Roadmap
=======

The v1 core ships both engines, scope + budget search, BLOSUM62 / PAM50 / custom matrices
(Gram-distance penalty) with linear gaps, top / all hits, on-demand alignment, parallel batch and
batch-of-batches, auto-selecting pairwise search, and **control-set E-values** for significance (see
:doc:`evalue`). Planned next:

1. **Alignment polish** — affine gaps (gap open vs extend), CIGAR-style output, batch alignment.
2. **Position-specific scoring matrices** — ``penalty(pos, a, b)``; consume per-position PWMs.
3. **Significance, continued.** Control-set E-values ship (``load_control`` + ``evalues``); a
   *tf-idf redundancy weighting* — down-weighting hits to common / clustered motifs intrinsically,
   without an external control set — is still under consideration.
4. **Memory** — succinct (LOUDS) trie / packed reference strings if reference counts reach the
   10M+ range; memory-mapped frozen index for zero-copy load.
5. **Batch-of-batches & distribution** — streaming query batches and optional process-level fan-out.

Downstream consumers (built in *other* libraries, not here): UMI collapsing, CDR3 nucleotide error
correction, VDJdb CDR3 matching, IEDB epitope matching. seqtree stays payload-agnostic; those
libraries apply V-gene / MHC / count filters on top of ``ref_id`` results.

Benchmark findings
------------------

The simple max-edit-3 benchmark (``bench/bench_gnuplot.py``) makes the cost structure clear:
throughput is dominated by **scope**, not reference-set size. ``seqtm`` substitution-only search
stays cheap; allowing insertions/deletions widens the branch-and-bound frontier sharply, and the
``seqtrie`` banded DP pays a larger constant per candidate. Crucially, enumeration cost depends on
**reference-set redundancy**: a low-redundancy (uniform-random) set has a bushy trie with no shared
prefixes, so indel-heavy scopes blow up; real, clustered repertoires share structure and the trie
collapses, keeping the same scope tractable. This shapes the per-domain direction below.

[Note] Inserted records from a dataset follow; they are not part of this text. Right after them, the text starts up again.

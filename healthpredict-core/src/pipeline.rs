//! Per-submission pipeline and its state machine.
//!
//! `Idle -> Validating -> (Rejected | Building) -> Predicting -> (Succeeded | Failed)`.
//! Every terminal state carries a user-facing message or result; the next
//! submission starts from `Idle` again. There is no retry.

use crate::error::ValidationError;
use crate::predict::{Classifier, PredictionResult, predict};
use crate::record::{FieldValue, build_record, normalize_values};
use crate::schema::{DatasetKind, Verdict};
use serde::Serialize;
use std::collections::BTreeMap;
use std::fmt;
use tracing::{debug, error, info, info_span, warn};
use uuid::Uuid;

/// Lifecycle of one form submission.
#[derive(Debug, Clone, Copy, PartialEq, Eq, Serialize)]
#[serde(rename_all = "snake_case")]
pub enum SubmissionState {
    Idle,
    Validating,
    Rejected,
    Building,
    Predicting,
    Succeeded,
    Failed,
}

impl SubmissionState {
    pub fn is_terminal(&self) -> bool {
        matches!(self, Self::Rejected | Self::Succeeded | Self::Failed)
    }

    /// Whether `next` is a legal successor of `self`.
    pub fn can_advance_to(&self, next: SubmissionState) -> bool {
        use SubmissionState::*;
        matches!(
            (self, next),
            (Idle, Validating)
                | (Validating, Rejected)
                | (Validating, Building)
                | (Building, Predicting)
                | (Building, Failed)
                | (Predicting, Succeeded)
                | (Predicting, Failed)
                | (Rejected | Succeeded | Failed, Idle)
        )
    }
}

impl fmt::Display for SubmissionState {
    fn fmt(&self, f: &mut fmt::Formatter<'_>) -> fmt::Result {
        let s = match self {
            Self::Idle => "idle",
            Self::Validating => "validating",
            Self::Rejected => "rejected",
            Self::Building => "building",
            Self::Predicting => "predicting",
            Self::Succeeded => "succeeded",
            Self::Failed => "failed",
        };
        f.write_str(s)
    }
}

/// What the user sees after a submission.
#[derive(Debug, Clone, PartialEq)]
pub enum SubmissionOutcome {
    /// Values failed validation; nothing was scored.
    Rejected { message: String },
    Succeeded(PredictionResult),
    /// The artifact failed while scoring.
    Failed { message: String },
}

impl SubmissionOutcome {
    pub fn state(&self) -> SubmissionState {
        match self {
            Self::Rejected { .. } => SubmissionState::Rejected,
            Self::Succeeded(_) => SubmissionState::Succeeded,
            Self::Failed { .. } => SubmissionState::Failed,
        }
    }
}

/// One pass through the pipeline.
#[derive(Debug)]
pub struct Submission {
    id: Uuid,
    dataset: DatasetKind,
    state: SubmissionState,
    history: Vec<SubmissionState>,
}

impl Submission {
    pub fn new(dataset: DatasetKind) -> Self {
        Self {
            id: Uuid::new_v4(),
            dataset,
            state: SubmissionState::Idle,
            history: vec![SubmissionState::Idle],
        }
    }

    pub fn id(&self) -> Uuid {
        self.id
    }

    pub fn state(&self) -> SubmissionState {
        self.state
    }

    /// States visited so far, starting with `Idle`.
    pub fn history(&self) -> &[SubmissionState] {
        &self.history
    }

    fn advance(&mut self, next: SubmissionState) {
        debug_assert!(
            self.state.can_advance_to(next),
            "illegal transition {} -> {}",
            self.state,
            next
        );
        debug!(from = %self.state, to = %next, "Submission transition");
        self.state = next;
        self.history.push(next);
    }

    fn reject(&mut self, error: ValidationError) -> SubmissionOutcome {
        self.advance(SubmissionState::Rejected);
        let message = error.to_string();
        warn!(%message, "Submission rejected");
        SubmissionOutcome::Rejected { message }
    }

    fn fail(&mut self, message: String) -> SubmissionOutcome {
        self.advance(SubmissionState::Failed);
        error!(%message, "Submission failed");
        SubmissionOutcome::Failed { message }
    }

    /// Validate, build, and score. Runs synchronously to completion.
    pub fn run(
        &mut self,
        values: &BTreeMap<String, FieldValue>,
        classifier: &dyn Classifier,
    ) -> SubmissionOutcome {
        let span = info_span!("submission", submission_id = %self.id, dataset = %self.dataset);
        let _enter = span.enter();

        self.advance(SubmissionState::Validating);
        let values = match normalize_values(self.dataset, values) {
            Ok(values) => values,
            Err(e) => return self.reject(e),
        };
        if let Verdict::Rejected { message } = self.dataset.schema().rule.evaluate(&values) {
            return self.reject(ValidationError::Rejected { message });
        }

        self.advance(SubmissionState::Building);
        let record = match build_record(self.dataset, &values) {
            Ok(record) => record,
            Err(e) => return self.fail(format!("Could not build record: {e}")),
        };

        self.advance(SubmissionState::Predicting);
        match predict(classifier, &record) {
            Ok(result) => {
                self.advance(SubmissionState::Succeeded);
                info!(
                    label = result.label(),
                    confidence = result.confidence(),
                    "Prediction succeeded"
                );
                SubmissionOutcome::Succeeded(result)
            }
            Err(e) => self.fail(format!("Prediction failed: {e}")),
        }
    }
}

/// Run one submission for `dataset` against `classifier`.
pub fn submit(
    dataset: DatasetKind,
    values: &BTreeMap<String, FieldValue>,
    classifier: &dyn Classifier,
) -> SubmissionOutcome {
    Submission::new(dataset).run(values, classifier)
}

Per-domain search strategy (open questions)
-------------------------------------------

The three target domains have very different null structure and need different indexing:

- **CDR3 (amino acid).** Index from the **3' / J-proximal end** rather than the 5' end: the J segment
  is longer and more conserved than the V-side N-region, so suffix-anchored tries share more prefix
  structure and prune faster. Reverse the sequence before insertion (and the query before search).
  See also https://arxiv.org/abs/2604.26190 for an alternative formulation.
- **UMIs / nucleotide.** Largely a birthday-problem + Hamming-tree regime: short fixed-length tags,
  substitution-dominated errors, no indels in the common case. A plain Hamming trie with a small
  ``max_subs`` budget is sufficient; the interesting part is collision probability, not search.
- **Epitopes (MHC-presented peptides).** The hardest case — the null is not uniform over peptide
  space but shaped by presentation. Need to characterize the real structure of MHC-I and MHC-II
  ligand repertoires (from eluted-ligand / immunopeptidomics data) or adopt a probabilistic
  presentation model (https://journals.aps.org/prxlife/abstract/10.1103/fbct-vzwm) to define a
  meaningful background before E-values over epitope hits are trustworthy.